[Start of Attachment]
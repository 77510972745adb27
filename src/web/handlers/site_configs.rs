//! Site title and favicon handlers
//!
//! Several configurations may be stored; at most one is active and that one
//! is what the public site reads.

use axum::{extract::State, response::Response};

use super::{fetch, missing, remove_with_images};
use crate::errors::{AppError, AppResult};
use crate::models::{SiteConfigCreateRequest, SiteConfigUpdateRequest, SiteConfigView};
use crate::repositories::Repository;
use crate::uploads::{UploadBatch, UploadForm};
use crate::web::{
    extractors::ValidatedUuid,
    responses::{created, ok},
    AppState,
};

const RESOURCE: &str = "SiteConfig";

/// Active configuration, or the built-in defaults
pub async fn active_site_config(State(state): State<AppState>) -> AppResult<Response> {
    let view = state
        .site_configs
        .find_active()
        .await?
        .map(SiteConfigView::from)
        .unwrap_or_default();
    Ok(ok(view))
}

pub async fn list_site_configs(State(state): State<AppState>) -> AppResult<Response> {
    Ok(ok(state.site_configs.find_all(()).await?))
}

pub async fn get_site_config(
    State(state): State<AppState>,
    ValidatedUuid(id): ValidatedUuid,
) -> AppResult<Response> {
    Ok(ok(fetch(&state.site_configs, RESOURCE, id).await?))
}

pub async fn create_site_config(
    State(state): State<AppState>,
    form: UploadForm,
) -> AppResult<Response> {
    let site_title = form.required_text("siteTitle")?;
    let is_active = form.bool("isActive")?.unwrap_or(false);

    let mut uploads = UploadBatch::new(&state.storage);
    let result = async {
        let favicon_url = uploads.store_optional(form.file("favicon")).await?;
        let config = state
            .site_configs
            .create(SiteConfigCreateRequest {
                site_title,
                favicon_url,
                is_active,
            })
            .await?;
        Ok::<_, AppError>(config)
    }
    .await;

    Ok(created(uploads.finish(result).await?))
}

pub async fn update_site_config(
    State(state): State<AppState>,
    ValidatedUuid(id): ValidatedUuid,
    form: UploadForm,
) -> AppResult<Response> {
    let current = fetch(&state.site_configs, RESOURCE, id).await?;
    let mut request = SiteConfigUpdateRequest {
        site_title: form.text_owned("siteTitle"),
        favicon_url: None,
    };

    let mut uploads = UploadBatch::new(&state.storage);
    let result = async {
        request.favicon_url = uploads.store_optional(form.file("favicon")).await?;
        if request.favicon_url.is_some() {
            if let Some(old) = current.favicon_url {
                uploads.retire(old);
            }
        }
        let config = state
            .site_configs
            .update(id, request)
            .await
            .map_err(missing(RESOURCE, id))?;
        Ok::<_, AppError>(config)
    }
    .await;

    Ok(ok(uploads.finish(result).await?))
}

pub async fn delete_site_config(
    State(state): State<AppState>,
    ValidatedUuid(id): ValidatedUuid,
) -> AppResult<Response> {
    remove_with_images(&state.site_configs, &state.storage, RESOURCE, id).await
}

/// Make one configuration the active one, deactivating the rest
pub async fn activate_site_config(
    State(state): State<AppState>,
    ValidatedUuid(id): ValidatedUuid,
) -> AppResult<Response> {
    let config = state
        .site_configs
        .activate(id)
        .await
        .map_err(missing(RESOURCE, id))?;
    Ok(ok(config))
}
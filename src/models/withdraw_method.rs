use chrono::{DateTime, Utc};
use serde::{Deserialize, Serialize};
use serde_json::{Map, Value};
use uuid::Uuid;

use super::ImageOwner;

/// Bilingual label
#[derive(Debug, Clone, Default, Serialize, Deserialize, PartialEq)]
pub struct LocalizedText {
    pub en: String,
    pub bn: String,
}

fn default_field_type() -> String {
    "text".to_string()
}

/// One admin-defined input on the withdraw form
///
/// Keys other than `label` and `type` (`required`, `placeholder`,
/// `options`, ...) are kept verbatim in `extra`. Player submissions are not
/// validated against these definitions here.
#[derive(Debug, Clone, Serialize, Deserialize, PartialEq)]
pub struct CustomField {
    pub label: String,
    #[serde(rename = "type", default = "default_field_type")]
    pub field_type: String,
    #[serde(flatten)]
    pub extra: Map<String, Value>,
}

impl CustomField {
    pub fn validate(&self) -> Result<(), String> {
        if self.label.trim().is_empty() {
            return Err("customFields entries need a non-empty label".to_string());
        }
        if self.field_type.trim().is_empty() {
            return Err(format!("customFields '{}' has an empty type", self.label));
        }
        Ok(())
    }
}

#[derive(Debug, Clone, Serialize, Deserialize, PartialEq)]
#[serde(rename_all = "camelCase")]
pub struct WithdrawMethod {
    pub id: Uuid,
    pub method_name: LocalizedText,
    pub image_url: String,
    pub custom_fields: Vec<CustomField>,
    pub is_active: bool,
    pub order: i64,
    pub created_at: DateTime<Utc>,
    pub updated_at: DateTime<Utc>,
}

#[derive(Debug, Clone)]
pub struct WithdrawMethodCreateRequest {
    pub method_name: LocalizedText,
    pub image_url: String,
    pub custom_fields: Vec<CustomField>,
    pub is_active: bool,
    pub order: i64,
}

#[derive(Debug, Clone, Default)]
pub struct WithdrawMethodUpdateRequest {
    pub method_name_en: Option<String>,
    pub method_name_bn: Option<String>,
    pub image_url: Option<String>,
    pub custom_fields: Option<Vec<CustomField>>,
    pub is_active: Option<bool>,
    pub order: Option<i64>,
}

impl ImageOwner for WithdrawMethod {
    fn image_paths(&self) -> Vec<&str> {
        vec![self.image_url.as_str()]
    }
}
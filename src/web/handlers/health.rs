//! Health check HTTP handlers

use axum::{
    extract::State,
    http::StatusCode,
    response::{IntoResponse, Response},
    Json,
};
use serde::Serialize;
use tracing::warn;

use crate::web::AppState;

#[derive(Debug, Serialize)]
pub struct HealthResponse {
    pub status: &'static str,
    pub timestamp: chrono::DateTime<chrono::Utc>,
    pub version: &'static str,
}

impl HealthResponse {
    fn with_status(status: &'static str) -> Self {
        Self {
            status,
            timestamp: chrono::Utc::now(),
            version: env!("CARGO_PKG_VERSION"),
        }
    }
}

/// Liveness probe; never touches the database
pub async fn health_check() -> Json<HealthResponse> {
    Json(HealthResponse::with_status("healthy"))
}

/// Readiness probe: 503 until the database answers
pub async fn readiness_check(State(state): State<AppState>) -> Response {
    match state.database.ping().await {
        Ok(()) => (StatusCode::OK, Json(HealthResponse::with_status("ready"))).into_response(),
        Err(e) => {
            warn!("Readiness check failed: {}", e);
            (
                StatusCode::SERVICE_UNAVAILABLE,
                Json(HealthResponse::with_status("unavailable")),
            )
                .into_response()
        }
    }
}
//! Domain models for the admin-editable site content
//!
//! Every model serializes with camelCase field names, which is the shape the
//! dashboard and the game client already consume.

pub mod banner;
pub mod floating_social;
pub mod game;
pub mod game_history;
pub mod notice;
pub mod payment_method;
pub mod promotion;
pub mod settings;
pub mod site_config;
pub mod withdraw_method;

pub use banner::*;
pub use floating_social::*;
pub use game::*;
pub use game_history::*;
pub use notice::*;
pub use payment_method::*;
pub use promotion::*;
pub use settings::*;
pub use site_config::*;
pub use withdraw_method::*;

/// Records that own an uploaded image on disk
///
/// Used by delete handlers to clean up the file once the row is gone.
pub trait ImageOwner {
    fn image_paths(&self) -> Vec<&str>;
}

/// Listing options shared by the collections that carry an `is_active` flag
#[derive(Debug, Clone, Copy, Default)]
pub struct CollectionQuery {
    /// Restrict to active records (client-facing listings)
    pub active_only: bool,
}

impl CollectionQuery {
    pub fn all() -> Self {
        Self { active_only: false }
    }

    pub fn active() -> Self {
        Self { active_only: true }
    }
}
use chrono::{DateTime, Utc};
use serde::{Deserialize, Serialize};
use uuid::Uuid;

use super::ImageOwner;

/// Bilingual promotional card (Bangla / English)
#[derive(Debug, Clone, Serialize, Deserialize, PartialEq)]
#[serde(rename_all = "camelCase")]
pub struct Promotion {
    pub id: Uuid,
    pub title_bn: String,
    pub title_en: String,
    pub desc_bn: String,
    pub desc_en: String,
    pub image_url: String,
    pub created_at: DateTime<Utc>,
    pub updated_at: DateTime<Utc>,
}

#[derive(Debug, Clone)]
pub struct PromotionCreateRequest {
    pub title_bn: String,
    pub title_en: String,
    pub desc_bn: String,
    pub desc_en: String,
    pub image_url: String,
}

#[derive(Debug, Clone, Default)]
pub struct PromotionUpdateRequest {
    pub title_bn: Option<String>,
    pub title_en: Option<String>,
    pub desc_bn: Option<String>,
    pub desc_en: Option<String>,
    pub image_url: Option<String>,
}

impl ImageOwner for Promotion {
    fn image_paths(&self) -> Vec<&str> {
        vec![self.image_url.as_str()]
    }
}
[End of Attachment]
• Exercise aim:
Search the data above for the word "Bilingual" and count the lines where it appears. Only the number should be given.

• Exercise result:
2